I’m pretty sure I was lost somewhere in William Basinski’s haunting and ethereal tape loops and drones at Nash Hall when I checked my phone to a litany of tweets and texts about the life-affirming set Savannah metal band Baroness was throwing down at Lincoln Theatre.

As Hopscotch has expanded and broadened its rock ‘n’ roll offerings, I’ve moved away from them more. Saturday offered plenty of stellar rock options, and, indeed, I caught many of them: the Impressionist soundscapes of 1970s Film Stock; the nervy, rumbling post-rock of Maple Stave; the chirping indie rock of Mac McCaughan; and, later, the warped psych-rock of ET Anderson.

The final day of Hopscotch is the hardest, the final hours especially so. The fatigue from a long Thursday evening followed by back-to-back all-day marathons hits in full force around the time the club shows start on Saturday night — or earlier, if you’re unlucky (or, like me, aging). A band like Baroness, one that’s loud and determined and that melds accessible hooks onto corrosive metal, makes it worth pushing through those final few hours.

But as I get older, I find I no longer need that shot of insurgent energy dangled like a carrot at the end of my night. I no longer find moments of affirmation in bleary, blustery solos or colossal walls of distortion. (As much as I might still like either.) Instead, at Hopscotch, I find them in other places, and in smaller moments.

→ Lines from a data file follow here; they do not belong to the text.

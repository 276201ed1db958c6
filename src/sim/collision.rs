//! Collision detection and response
//!
//! All hit tests are axis-aligned box overlaps. The resolver applies the
//! consequences: destroyed enemies, score, explosions, bonus pickups and
//! game over.

use glam::Vec2;

use super::entity::EntityKind;
use super::state::{Atlas, EntityStore, GameState};
use crate::tuning::Tuning;

/// Axis-aligned box: top-left corner and size
#[derive(Debug, Clone, Copy, PartialEq)]
pub struct Aabb {
    pub pos: Vec2,
    pub size: Vec2,
}

impl Aabb {
    pub fn new(pos: Vec2, size: Vec2) -> Self {
        Self { pos, size }
    }

    pub fn right(&self) -> f32 {
        self.pos.x + self.size.x
    }

    pub fn bottom(&self) -> f32 {
        self.pos.y + self.size.y
    }
}

/// Box overlap test.
///
/// Boxes are separated when `a`'s far edge is at or before `b`'s near edge,
/// or `a`'s near edge is strictly past `b`'s far edge. The mixed `<=` / `>`
/// means two boxes sharing exactly one edge coordinate can test differently
/// depending on argument order; callers always pass the same order.
#[inline]
pub fn box_collides(a: &Aabb, b: &Aabb) -> bool {
    !(a.right() <= b.pos.x || a.pos.x > b.right() || a.bottom() <= b.pos.y || a.pos.y > b.bottom())
}

/// What the resolver did this tick
#[derive(Debug, Clone, Default, PartialEq, Eq)]
pub struct CollisionReport {
    /// Enemies destroyed by bullets
    pub enemies_shot: usize,
    /// Enemies destroyed by bonus pickups
    pub enemies_blasted: usize,
    pub bonuses_collected: usize,
    /// An enemy reached the player
    pub player_hit: bool,
}

/// Enemies a bonus pickup destroys: all but `round(count / keep_divisor)`,
/// never more than exist
pub fn bonus_kill_count(enemy_count: usize, keep_divisor: f32) -> usize {
    let keep = (enemy_count as f32 / keep_divisor).round() as usize;
    enemy_count - keep.min(enemy_count)
}

/// Resolve all collisions for one tick.
///
/// Each enemy takes at most one bullet per tick (the first overlapping one
/// in store order). Enemies that survive are then tested against the
/// player; a hit ends the game and stops resolution. Bonuses are checked
/// last, against the enemy list as it stands after bullet hits.
pub fn resolve_collisions(
    state: &mut GameState,
    store: &mut EntityStore,
    atlas: &Atlas,
    tuning: &Tuning,
) -> CollisionReport {
    let mut report = CollisionReport::default();
    if state.is_over {
        return report;
    }

    let player_box = store.player.bounds();

    let mut i = 0;
    while i < store.enemies.len() {
        let enemy_box = store.enemies[i].bounds();

        let hit = store
            .bullets
            .iter()
            .position(|bullet| box_collides(&enemy_box, &bullet.bounds()));
        if let Some(j) = hit {
            let enemy = store.remove_enemy(i);
            store.remove_bullet(j);
            state.add_score(tuning.kill_score);
            store
                .explosions
                .push(atlas.spawn(EntityKind::Explosion, enemy.pos));
            report.enemies_shot += 1;
            continue;
        }

        if box_collides(&enemy_box, &player_box) {
            state.is_over = true;
            report.player_hit = true;
            return report;
        }
        i += 1;
    }

    let mut k = 0;
    while k < store.bonuses.len() {
        if !box_collides(&store.bonuses[k].bounds(), &player_box) {
            k += 1;
            continue;
        }

        state.reduce_cadence(tuning.cadence_step_ms, tuning.cadence_floor_ms);

        let kill = bonus_kill_count(store.enemies.len(), tuning.bonus_keep_divisor);
        for enemy in store.enemies.drain(..kill) {
            store
                .explosions
                .push(atlas.spawn(EntityKind::Explosion, enemy.pos));
        }
        state.add_score(tuning.kill_score * kill as u64);

        store.remove_bonus(k);
        report.bonuses_collected += 1;
        report.enemies_blasted += kill;
        log::debug!(
            "Bonus collected: {} enemies destroyed, cadence now {}ms",
            kill,
            state.bullet_cadence_ms
        );
    }

    report
}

Patrick Haggerty of Lavender Country didn’t play too much material in the early part of his set; his backing band — comprising members of fellow Paradise of Bachelors bands Promised Land Sound and Gun Outfit — mostly stood idle as he told long, engrossing stories about growing up gay in rural America. It was particularly given how timely Haggerty’s stories of struggling for gay rights felt in the current political climate.

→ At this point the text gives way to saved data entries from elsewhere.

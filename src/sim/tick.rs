//! Simulation step
//!
//! One call per rendered frame with the measured frame time. The order of
//! the phases matters: culled entities never collide, and newly spawned
//! enemies are hit-tested in the same tick they appear.

use glam::Vec2;

use super::collision::resolve_collisions;
use super::entity::{BulletDirection, EntityKind, clamp_to_arena};
use super::session::Session;
use super::spawner;
use super::state::{Atlas, EntityStore};
use crate::input::TickInput;

/// Advance the session by `dt` seconds
pub fn tick(session: &mut Session, input: &TickInput, dt: f32) {
    let Session {
        state,
        store,
        arena,
        tuning,
        atlas,
        rng,
        input_mode,
        ..
    } = session;
    let arena_size = arena.size();

    state.game_time += dt;

    if !state.is_over {
        // Steer, then keep the whole sprite on screen. The input mode is
        // fixed per session; movement of the other kind is ignored.
        if input.movement.mode() == *input_mode {
            let delta = input.movement.displacement(state.player_speed, dt);
            let player = &mut store.player;
            player.pos = clamp_to_arena(player.pos + delta, player.sprite.size, arena_size);
        } else {
            log::warn!(
                "Ignoring {:?} movement in a {:?} session",
                input.movement.mode(),
                input_mode
            );
        }

        let now = state.now_ms();
        if input.shoot && now - state.last_fire_ms > state.bullet_cadence_ms {
            fire_volley(store, atlas);
            state.last_fire_ms = now;
        }
    }

    store.advance(dt, state.bullet_speed, state.enemy_speed);
    store.cull(arena_size);

    // Once the game is over the world only drifts and finishes animating
    if state.is_over {
        return;
    }

    let spawned = spawner::run(state, store, atlas, arena, tuning, rng);
    if spawned.enemy {
        log::debug!("Enemy spawned ({} on screen)", store.enemies.len());
    }

    let report = resolve_collisions(state, store, atlas, tuning);
    if report.player_hit {
        log::info!(
            "Game over at {:.1}s with score {}",
            state.game_time,
            state.score
        );
    }
}

/// Three bullets from the player's centre: ahead, up and down
fn fire_volley(store: &mut EntityStore, atlas: &Atlas) {
    let origin: Vec2 = store.player.center();
    for direction in [
        BulletDirection::Forward,
        BulletDirection::Up,
        BulletDirection::Down,
    ] {
        store
            .bullets
            .push(atlas.spawn(EntityKind::Bullet(direction), origin));
    }
}

#[cfg(test)]
mod tests {
    use super::*;
    use crate::input::{InputMode, Movement};
    use crate::sim::state::Arena;
    use crate::tuning::Tuning;

    const DT: f32 = 1.0 / 60.0;

    fn session() -> Session {
        Session::new(Arena::default(), Tuning::default(), InputMode::Digital, 12345).unwrap()
    }

    /// Session whose spawner practically never fires
    fn quiet_session() -> Session {
        let tuning = Tuning {
            spawn_base: 0.999_999_9,
            ..Default::default()
        };
        Session::new(Arena::default(), tuning, InputMode::Digital, 12345).unwrap()
    }

    fn held(up: bool, down: bool, left: bool, right: bool) -> TickInput {
        TickInput {
            movement: Movement::Digital {
                up,
                down,
                left,
                right,
            },
            shoot: false,
        }
    }

    fn shooting() -> TickInput {
        TickInput {
            shoot: true,
            ..Default::default()
        }
    }

    #[test]
    fn test_game_time_advances() {
        let mut s = quiet_session();
        tick(&mut s, &TickInput::default(), 0.25);
        tick(&mut s, &TickInput::default(), 0.5);
        assert_eq!(s.state.game_time, 0.75);
    }

    #[test]
    fn test_digital_movement_and_clamp() {
        let mut s = quiet_session();
        tick(&mut s, &held(false, false, false, true), 0.5);
        assert_eq!(s.store.player.pos, Vec2::new(150.0, 240.0));

        // A huge step pins the player to the corner
        tick(&mut s, &held(true, false, true, false), 100.0);
        assert_eq!(s.store.player.pos, Vec2::ZERO);

        tick(&mut s, &held(false, true, false, true), 100.0);
        assert_eq!(s.store.player.pos, Vec2::new(512.0 - 39.0, 480.0 - 39.0));
    }

    #[test]
    fn test_analog_movement() {
        let mut s = Session::new(
            Arena::default(),
            Tuning {
                spawn_base: 0.999_999_9,
                ..Default::default()
            },
            InputMode::Analog,
            1,
        )
        .unwrap();
        let input = TickInput {
            movement: Movement::Analog(Vec2::new(0.5, 0.0)),
            shoot: false,
        };
        tick(&mut s, &input, 0.1);
        // 0.5 * 200 * (2 - 0) * 0.1
        assert!((s.store.player.pos.x - 70.0).abs() < 1e-4);
        assert_eq!(s.store.player.pos.y, 240.0);
    }

    #[test]
    fn test_movement_of_other_mode_ignored() {
        let mut s = quiet_session();
        let analog = TickInput {
            movement: Movement::Analog(Vec2::new(1.0, 0.0)),
            shoot: false,
        };
        tick(&mut s, &analog, 0.1);
        assert_eq!(s.store.player.pos, Vec2::new(50.0, 240.0));

        let mut a = Session::new(
            Arena::default(),
            Tuning {
                spawn_base: 0.999_999_9,
                ..Default::default()
            },
            InputMode::Analog,
            1,
        )
        .unwrap();
        tick(&mut a, &held(false, false, false, true), 0.1);
        assert_eq!(a.store.player.pos, Vec2::new(50.0, 240.0));
    }

    #[test]
    fn test_volley_spawns_three_bullets_from_centre() {
        let mut s = quiet_session();
        tick(&mut s, &shooting(), 0.2);

        let bullets = &s.store.bullets;
        assert_eq!(bullets.len(), 3);
        let kinds: Vec<EntityKind> = bullets.iter().map(|b| b.kind).collect();
        assert_eq!(
            kinds,
            vec![
                EntityKind::Bullet(BulletDirection::Forward),
                EntityKind::Bullet(BulletDirection::Up),
                EntityKind::Bullet(BulletDirection::Down),
            ]
        );
        assert_eq!(s.state.last_fire_ms, 200.0);

        // Spawned at (69.5, 259.5), then moved 500 * 0.2 along their axes
        assert_eq!(bullets[0].pos, Vec2::new(169.5, 259.5));
        assert_eq!(bullets[1].pos, Vec2::new(69.5, 159.5));
        assert_eq!(bullets[2].pos, Vec2::new(69.5, 359.5));
    }

    #[test]
    fn test_cadence_limits_fire_rate() {
        let mut s = quiet_session();
        tick(&mut s, &shooting(), 0.2);
        assert_eq!(s.store.bullets.len(), 3);

        // 100ms later: still cooling down
        tick(&mut s, &shooting(), 0.1);
        assert_eq!(s.store.bullets.len(), 3);

        // 200ms after the first volley: fires again
        tick(&mut s, &shooting(), 0.1);
        assert_eq!(s.store.bullets.len(), 6);
    }

    #[test]
    fn test_no_fire_before_cadence_elapsed_at_start() {
        let mut s = quiet_session();
        tick(&mut s, &shooting(), 0.1);
        assert!(s.store.bullets.is_empty());
    }

    #[test]
    fn test_up_bullet_culled_regardless_of_dt() {
        for dt in [1e-6, DT, 5.0] {
            let mut s = quiet_session();
            let bullet = s
                .atlas
                .spawn(EntityKind::Bullet(BulletDirection::Up), Vec2::new(100.0, -1.0));
            s.store.bullets.push(bullet);
            tick(&mut s, &TickInput::default(), dt);
            assert!(s.store.bullets.is_empty(), "bullet survived dt={}", dt);
        }
    }

    #[test]
    fn test_enemy_leaves_left_edge() {
        let mut s = quiet_session();
        let enemy = s.atlas.spawn(EntityKind::Enemy, Vec2::new(-80.0, 10.0));
        s.store.enemies.push(enemy);
        tick(&mut s, &TickInput::default(), 0.1);
        assert!(s.store.enemies.is_empty());
    }

    #[test]
    fn test_explosion_removed_when_done() {
        let mut s = quiet_session();
        let boom = s.atlas.spawn(EntityKind::Explosion, Vec2::new(300.0, 10.0));
        s.store.explosions.push(boom);
        for _ in 0..12 {
            tick(&mut s, &TickInput::default(), 0.1);
        }
        assert_eq!(s.store.explosions.len(), 1);
        tick(&mut s, &TickInput::default(), 0.1);
        assert!(s.store.explosions.is_empty());
    }

    #[test]
    fn test_bullet_hits_enemy_during_step() {
        let mut s = quiet_session();
        let enemy = s.atlas.spawn(EntityKind::Enemy, Vec2::new(300.0, 100.0));
        s.store.enemies.push(enemy);
        let bullet = s
            .atlas
            .spawn(EntityKind::Bullet(BulletDirection::Forward), Vec2::new(290.0, 110.0));
        s.store.bullets.push(bullet);

        tick(&mut s, &TickInput::default(), DT);

        assert!(s.store.enemies.is_empty());
        assert!(s.store.bullets.is_empty());
        assert_eq!(s.store.explosions.len(), 1);
        assert_eq!(s.state.score, 100);
    }

    #[test]
    fn test_game_over_freezes_player_and_score() {
        let mut s = quiet_session();
        let p = s.store.player.pos;
        let enemy = s.atlas.spawn(EntityKind::Enemy, p);
        s.store.enemies.push(enemy);

        tick(&mut s, &TickInput::default(), DT);
        assert!(s.state.is_over);

        let frozen_pos = s.store.player.pos;
        let frozen_score = s.state.score;
        let input = TickInput {
            movement: Movement::Digital {
                up: false,
                down: true,
                left: false,
                right: true,
            },
            shoot: true,
        };
        for _ in 0..120 {
            tick(&mut s, &input, DT);
        }
        assert!(s.state.is_over);
        assert_eq!(s.store.player.pos, frozen_pos);
        assert_eq!(s.state.score, frozen_score);
        assert!(s.store.bullets.is_empty());
    }

    #[test]
    fn test_nothing_spawns_after_game_over() {
        let mut s = session();
        s.state.game_time = 10_000.0;
        s.state.is_over = true;
        for _ in 0..100 {
            tick(&mut s, &TickInput::default(), DT);
        }
        assert!(s.store.enemies.is_empty());
    }

    #[test]
    fn test_long_run_keeps_invariants() {
        let mut s = session();
        let input = TickInput {
            movement: Movement::Digital {
                up: false,
                down: false,
                left: false,
                right: false,
            },
            shoot: true,
        };
        let mut last_cadence = s.state.bullet_cadence_ms;
        for frame in 0..(60 * 120) {
            // Alternate frame pacing between fast and slow
            let dt = if frame % 7 == 0 { 0.1 } else { 0.008 };
            tick(&mut s, &input, dt);
            assert_eq!(s.state.score % 100, 0);
            assert!(s.state.bullet_cadence_ms <= last_cadence);
            assert!(s.state.bullet_cadence_ms >= 10.0);
            last_cadence = s.state.bullet_cadence_ms;

            let p = s.store.player.pos;
            assert!(p.x >= 0.0 && p.x <= 512.0 - 39.0);
            assert!(p.y >= 0.0 && p.y <= 480.0 - 39.0);
            if s.state.is_over {
                break;
            }
        }
        assert!(s.state.game_time > 0.0);
    }

    #[test]
    fn test_determinism() {
        let mut a = session();
        let mut b = session();
        let inputs = [
            held(true, false, false, false),
            shooting(),
            held(false, true, false, true),
            TickInput::default(),
        ];
        for i in 0..3000 {
            let input = &inputs[i % inputs.len()];
            tick(&mut a, input, DT);
            tick(&mut b, input, DT);
        }
        assert_eq!(a.state, b.state);
        assert_eq!(a.store, b.store);
    }
}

Seeing William Basinski at Nash Hall was about as exciting as one would imagine. Dressed something like a cartoonish representation of spaceman come to earth in oversize sunglasses and a sparkly purple sportscoat, Basinski mostly stood motionless over his setup of two tape machines and a laptop. Occasionally, he’d bend over and tweak a knob. Sometimes, he’d just sit down and lean back. But the gauzy drones his machinations were producing were a hypnotic treat — a sort of lullaby that seemed to me just as fitting a way to close out a festival of mesmeric wonders as any ballistic metal band.

As is my tradition, I ended with a brass band — The Stooges Brass Band, which wound up the would-be winding-down crowd Kings Barcade — to burn off what little energy I had left. Baroness, I was told, was still raging just down Wilmington Street; their first encore wouldn’t come until at least 2 a.m., I’d find out later. And there was an afterparty, too, that some friends from Charlotte told me about that was to be DJed by Sylvan Esso.

Still, I was sated. I had no need to push through anymore. Instead, I biked back to the hotel, got stoned with a friend, and went to sleep. It was the earliest I’d turned in on a Saturday night cum Sunday morning since the first Hopscotch festival in 2010.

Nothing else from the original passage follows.